她认识那个气息。那种不用发出任何声音、不用做出任何动作,就能把整个房间的空气都凝固的气息。她的心跳突然变得很响,响到她觉得对方一定能听见。南瓜在怀里变得比以前更重了,重到她的手臂在发抖。
不是怕。
是气的。
她在这里安安生生地过了五个月,每天早上起来晒太阳,晚上关门数铜板,日子好不容易稳当了。他就这么不请自来,站在她家里,连个招呼都不打。
那个人从阴影里走出来。
光线落在他的脸上。莉莉看到了那双灰色的眼睛——像冬天河面上的冰,也像深不见底的潭水。阿利斯泰尔·辛德菲尔大公,那个她以为这辈子再也不会见到的人,就站在她面前,距离不到十步远。
他瘦了。脸颊比五个月前凹下去一些,颧骨更突出了,眼睛下面的阴影也更深了。但他的站姿是直的,肩膀是平的。

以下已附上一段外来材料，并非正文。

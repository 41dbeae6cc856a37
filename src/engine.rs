//! Top-level Host ↔ CCE interface, composing every other module: `header`
//! for layout, `allocator` for the bump allocator, `lock` for
//! cross-process mutual exclusion, `protector` for page protection,
//! `update` for the update counter and write-hash coalescer, `crc` for
//! integrity, `corruption` for the sticky corruption record, and
//! `debug_area` for the trailing two-ended stack.

use core::sync::atomic::Ordering;
use std::path::{Path, PathBuf};

use log::{debug, info, warn};

use crate::allocator::{Account, CacheAllocator, MetadataReservation, SegmentReservation};
use crate::config::{CacheConfig, RuntimeFlags};
use crate::corruption::{CorruptionCode, CorruptionState};
use crate::crc;
use crate::debug_area::DebugAreaAllocator;
use crate::error::{CceError, Region, StartupError};
use crate::header::{CacheFullFlags, CacheHeader, ShcItem, ShcItemHdr};
use crate::lock::{LockGuard, LockManager};
use crate::platform::{backend, Backend, OsBackend, Protection};
use crate::protector::{HeaderProtector, ProtectGuard};
use crate::stats::{CacheStats, UnstoredBytes};
use crate::sync::SpinMutex;
use crate::update::{UpdatePropagator, WriteHashCoalescer};

/// A cache below this size cannot hold a header plus a single zero-payload
/// metadata entry.
const MIN_CACHE_SIZE_SLACK: u64 = 8;

fn corruption_code_from_u32(code: u32) -> CorruptionCode {
    // Mirrors the `#[repr(u32)]` discriminants declared on `CorruptionCode`
    // in declaration order; kept in sync manually since the enum has no
    // data-carrying variants to round-trip through.
    const CODES: &[CorruptionCode] = &[
        CorruptionCode::CacheCrcInvalid,
        CorruptionCode::CacheBadCcInit,
        CorruptionCode::CacheSizeInvalid,
        CorruptionCode::CacheDataNull,
        CorruptionCode::CacheHeaderBadEyecatcher,
        CorruptionCode::CacheHeaderIncorrectDataLength,
        CorruptionCode::CacheHeaderIncorrectDataStartAddress,
        CorruptionCode::CacheHeaderIncorrectCacheSize,
        CorruptionCode::ItemTypeCorrupt,
        CorruptionCode::ItemLengthCorrupt,
        CorruptionCode::RomclassCorrupt,
        CorruptionCode::AcquireHeaderWriteLockFailed,
        CorruptionCode::CacheSemaphoreMismatch,
        CorruptionCode::CacheDebugareaBadFreeSpace,
        CorruptionCode::CacheDebugareaBadFreeSpaceSize,
        CorruptionCode::CacheDebugareaBadLvtHeaderInfo,
        CorruptionCode::CacheDebugareaBadLntHeaderInfo,
    ];
    CODES.get(code as usize).copied().unwrap_or(CorruptionCode::CacheDataNull)
}

/// Mint a short, non-zero per-process id from the header's shared seed
/// (`vm_counter`, `jvm_id_seed`), unique across every process attached to
/// this cache. Masked to 12 bits: `update::WriteHashCoalescer` packs
/// `jvm_id << 20` into a `u32` alongside a 20-bit name hash, so a wider id
/// would overflow the packed word.
fn mint_jvm_id(header: &CacheHeader) -> u16 {
    header.vm_counter.fetch_add(1, Ordering::AcqRel);
    loop {
        let seed = header.jvm_id_seed.fetch_add(1, Ordering::AcqRel).wrapping_add(1);
        let id = (seed & 0x0FFF) as u16;
        if id != 0 {
            return id;
        }
    }
}

struct PendingAllocation {
    account: Account,
    data_type: u16,
    payload_len: u32,
    segment: Option<SegmentReservation>,
    metadata: MetadataReservation,
}

/// One fully-decoded metadata entry as returned by [`CompositeCacheEngine::walk_next`].
#[derive(Debug, Clone, Copy)]
pub struct WalkEntry {
    pub offset: u64,
    pub header: ShcItemHdr,
    pub item: ShcItem,
    /// Cursor to pass back into the next `walk_next` call.
    pub next_cursor: u64,
}

/// Returned by [`CompositeCacheEngine::enter_read_write_area_mutex`].
pub struct RebuildInfo {
    /// This handle's local view of the intern table is stale relative to
    /// the shared region and should be rebuilt.
    pub rebuild_local: bool,
    /// The shared read-write area itself looks like it was left mid-update
    /// by a writer that crashed (odd `read_write_crash_counter`) and should
    /// be rebuilt from scratch.
    pub rebuild_cache: bool,
}

/// Held while this handle has the write lock; releases the OS lock on
/// drop, the RAII-guard pattern used everywhere a counted/locked resource
/// needs balanced release.
pub struct WriteMutexGuard<'a> {
    engine: &'a CompositeCacheEngine,
    _inner: LockGuard<'a>,
    locked_whole_cache: bool,
}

右腿——她缝了五针的那只——活动自如,看不出任何受过伤的痕迹。
“你恢复得不错。”莉莉干巴巴地说。尽管这一个月反复做了心理建设,面对这个男人,她发现自己还是有些紧张。
阿利斯泰尔没有回答。他的目光专注地看着她的脸,又轻扫了一眼南瓜。很慢,像在确认什么。

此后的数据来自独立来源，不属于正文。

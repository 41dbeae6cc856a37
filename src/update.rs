//! Update propagation and the write-hash coalescer: a monotone
//! `update_count` readers snapshot to detect newly committed entries, and
//! a best-effort hash slot writers use to avoid duplicating each other's
//! work.

use core::sync::atomic::{AtomicU32, AtomicU64, Ordering};

const WRITEHASH_SHIFT: u32 = 20;
const WRITEHASH_MASK: u32 = 0x000F_FFFF;
/// `jvm_id` only has 12 bits of room once packed into `write_hash` above
/// `WRITEHASH_MASK`'s 20 bits; mask defensively so a wider id can never
/// overflow the shift.
const WRITEHASH_JVM_ID_MASK: u32 = 0x0FFF;
const FAILED_WRITEHASH_MAX_COUNT: u32 = 20;

/// Tracks this attach handle's last-observed `update_count` so
/// [`UpdatePropagator::check_updates`] can report whether new committed
/// entries exist since the last call, without re-walking the whole chain.
pub struct UpdatePropagator {
    old_update_count: AtomicU64,
}

impl UpdatePropagator {
    pub fn new() -> Self {
        Self {
            old_update_count: AtomicU64::new(0),
        }
    }

    /// Number of entries committed since this handle last called
    /// [`Self::done_read_updates`]. Uses `Acquire` so a nonzero result
    /// happens-after every write committed before the counter bump it
    /// observed.
    pub fn check_updates(&self, shared_update_count: &AtomicU64) -> u64 {
        let current = shared_update_count.load(Ordering::Acquire);
        current.saturating_sub(self.old_update_count.load(Ordering::Relaxed))
    }

    /// Record that this handle has applied `n` of the pending updates
    /// reported by [`Self::check_updates`].
    pub fn done_read_updates(&self, n: u64) {
        self.old_update_count.fetch_add(n, Ordering::Relaxed);
    }

    /// Bump the shared counter after committing a new entry. `Release` so
    /// every byte of the entry is visible to any reader that observes the
    /// new count via `Acquire`.
    pub fn publish_update(&self, shared_update_count: &AtomicU64) {
        shared_update_count.fetch_add(1, Ordering::Release);
    }
}

impl Default for UpdatePropagator {
    fn default() -> Self {
        Self::new()
    }
}

/// Advisory, best-effort de-duplication of near-simultaneous writes of the
/// same (jvm, name) pair across processes: each writer tests-and-sets a
/// packed hash in the header before acquiring the write lock, so a writer
/// that sees its own hash already staked out can skip redundant work.
/// Never a correctness mechanism — a missed coalesce just means duplicate
/// (but individually valid) entries.
pub struct WriteHashCoalescer {
    failed_count: AtomicU32,
}

impl WriteHashCoalescer {
    pub fn new() -> Self {
        Self {
            failed_count: AtomicU32::new(0),
        }
    }

    fn pack(jvm_id: u16, name_hash: u32) -> u32 {
        ((jvm_id as u32 & WRITEHASH_JVM_ID_MASK) << WRITEHASH_SHIFT) | (name_hash & WRITEHASH_MASK)
    }

    /// Try to claim `(jvm_id, name_hash)` in `write_hash`. Returns `true`
    /// if this call claimed it (the slot was free or already ours),
    /// `false` if another writer holds it and the caller should proceed
    /// without coalescing.
    pub fn test_and_set_write_hash(
        &self,
        write_hash: &AtomicU32,
        jvm_id: u16,
        name_hash: u32,
    ) -> bool {
        let packed = Self::pack(jvm_id, name_hash);
        match write_hash.compare_exchange(0, packed, Ordering::AcqRel, Ordering::Acquire) {
            Ok(_) => true,
            Err(existing) if existing == packed => true,
            Err(_) => {
                let failed = self.failed_count.fetch_add(1, Ordering::Relaxed) + 1;
                if failed >= FAILED_WRITEHASH_MAX_COUNT {
                    // Too many writers are contending for distinct hashes
                    // to be useful; clear the slot so the next writer
                    // starts fresh instead of spinning on a stale claim.
                    write_hash.store(0, Ordering::Release);
                    self.failed_count.store(0, Ordering::Relaxed);
                }
                false
            }
        }
    }

    /// Release a previously claimed hash. No-op if `write_hash` no longer
    /// matches `(jvm_id, name_hash)` (another writer already cleared or
    /// reclaimed it).
    pub fn try_reset_write_hash(&self, write_hash: &AtomicU32, jvm_id: u16, name_hash: u32) {
        let packed = Self::pack(jvm_id, name_hash);
        let _ = write_hash.compare_exchange(packed, 0, Ordering::AcqRel, Ordering::Acquire);
        self.failed_count.store(0, Ordering::Relaxed);
    }
}

impl Default for WriteHashCoalescer {
    fn default() -> Self {
        Self::new()
    }
}

#[cfg(test)]
mod tests {
    use super::*;

    #[test]
    fn check_updates_sees_advance_after_publish() {
        let shared = AtomicU64::new(0);
        let prop = UpdatePropagator::new();
        assert_eq!(prop.check_updates(&shared), 0);
        prop.publish_update(&shared);
        assert_eq!(prop.check_updates(&shared), 1);
        prop.done_read_updates(1);
        assert_eq!(prop.check_updates(&shared), 0);
    }

    #[test]
    fn write_hash_coalesces_same_key() {
        let hash = AtomicU32::new(0);
        let coalescer = WriteHashCoalescer::new();
        assert!(coalescer.test_and_set_write_hash(&hash, 3, 0xABCDE));
        assert!(coalescer.test_and_set_write_hash(&hash, 3, 0xABCDE));
        assert!(!coalescer.test_and_set_write_hash(&hash, 4, 0x11111));
        coalescer.try_reset_write_hash(&hash, 3, 0xABCDE);
        assert_eq!(hash.load(Ordering::Acquire), 0);
    }

    #[test]
    fn failed_attempts_reset_after_threshold() {
        let hash = AtomicU32::new(0);
        let coalescer = WriteHashCoalescer::new();
        assert!(coalescer.test_and_set_write_hash(&hash, 1, 1));
        for _ in 0..FAILED_WRITEHASH_MAX_COUNT {
            coalescer.test_and_set_write_hash(&hash, 2, 2);
        }
        assert_eq!(hash.load(Ordering::Acquire), 0);
    }
}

“你过得似乎也不错。”他说。声音比半年前还低了半个调,一时分辨不出他话语里的情绪。
莉莉没接话。她走进来,用脚后跟把门带上。南瓜被她搁在厨房的台面上,放下去的时候磕了一声闷响。
“你怎么进来的?”
“门锁不难开。”
莉莉深吸了一口气。她想说“你这是私闯民宅”,但话到嘴边又咽回去了。跟一个封建贵族讲私闯民宅?他连人都可以合法地当财产拥有。她脑子里的法律常识和他的是两套东西,吵这个没意义。
她说,“你来找我干什么?”
他沉默了几秒。
“看病。”他说。
莉莉愣了一下。她没想到是这个答案。
她看着他,把他从上到下打量了一遍。站姿正,呼吸匀,面色虽然憔悴但不是病态。右腿承重均匀,没有回避动作。看不出哪里需要她治。
“什么病?”
“头疼。”
“头疼找御医,布里斯托也有有名的医生。”
“他们治不好。”
莉莉沉默了一会。“我也不一定能治。”
“你愿意尝试就好。”
那双灰色的眼睛注视着她。里面没有命令,没有威胁,没有她预想中的一切。只是看着她,像在等一个普通的回答。
莉莉垂下眼睛,想了想。然后她走到桌边,把那把歪椅子摆正,示意他坐下来。自己也坐了下来,抬起头看着他。
“可以。但我有条件。”
阿利斯泰尔的眉毛动了一下。幅度很小,但莉莉看到了。他没料到这个。
“你要给我治?”他问。
“你先听我说完。治不治,你听完再定。”
莉莉的声音不大,但每个字都清清楚楚。她的手放在膝盖上,手指没有蜷,没有抖,就那么平摊着,像在说一件很寻常的事——事实上也确实是一件很寻常的事。她跟他谈条件,像她跟伊索谈工钱一样。